All of the entries below are to be copied without any alteration.

══════════════════════════════

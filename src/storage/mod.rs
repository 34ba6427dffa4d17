//! SQLite storage layer for tabxfer.
//!
//! This module provides the persistence side of a transfer:
//! - Scoped connections (one per operation, closed on every path)
//! - Attach/detach of the second database file
//! - Transaction discipline for the replace and snapshot sequences
//!
//! # Submodules
//!
//! - [`attach`] - The attach-merge engine (import and export transactions)
//! - [`schema`] - Table introspection and schema compatibility policy

pub mod attach;
pub mod schema;

pub use attach::{export_table, import_table, ExportReport, ImportReport, MergeOptions};
pub use schema::{inspect_database, ColumnInfo, SchemaPolicy, TableSummary};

══════════════════════════════

Response to the exercise >>
filename src/storage/mod.rs
repository 34ba6427dffa4d17
//! SQLite storage layer for tabxfer.
//!
//! This module provides the persistence side of a transfer:
//! - Scoped connections (one per operation, closed on every path)
//! - Attach/detach of the second database file
//! - Transaction discipline for the replace and snapshot sequences
//!
//! # Submodules
//!
//! - [`attach`] - The attach-merge engine (import and export transactions)
//! - [`schema`] - Table introspection and schema compatibility policy

pub mod attach;
pub mod schema;

pub use attach::{export_table, import_table, ExportReport, ImportReport, MergeOptions};
pub use schema::{inspect_database, ColumnInfo, SchemaPolicy, TableSummary};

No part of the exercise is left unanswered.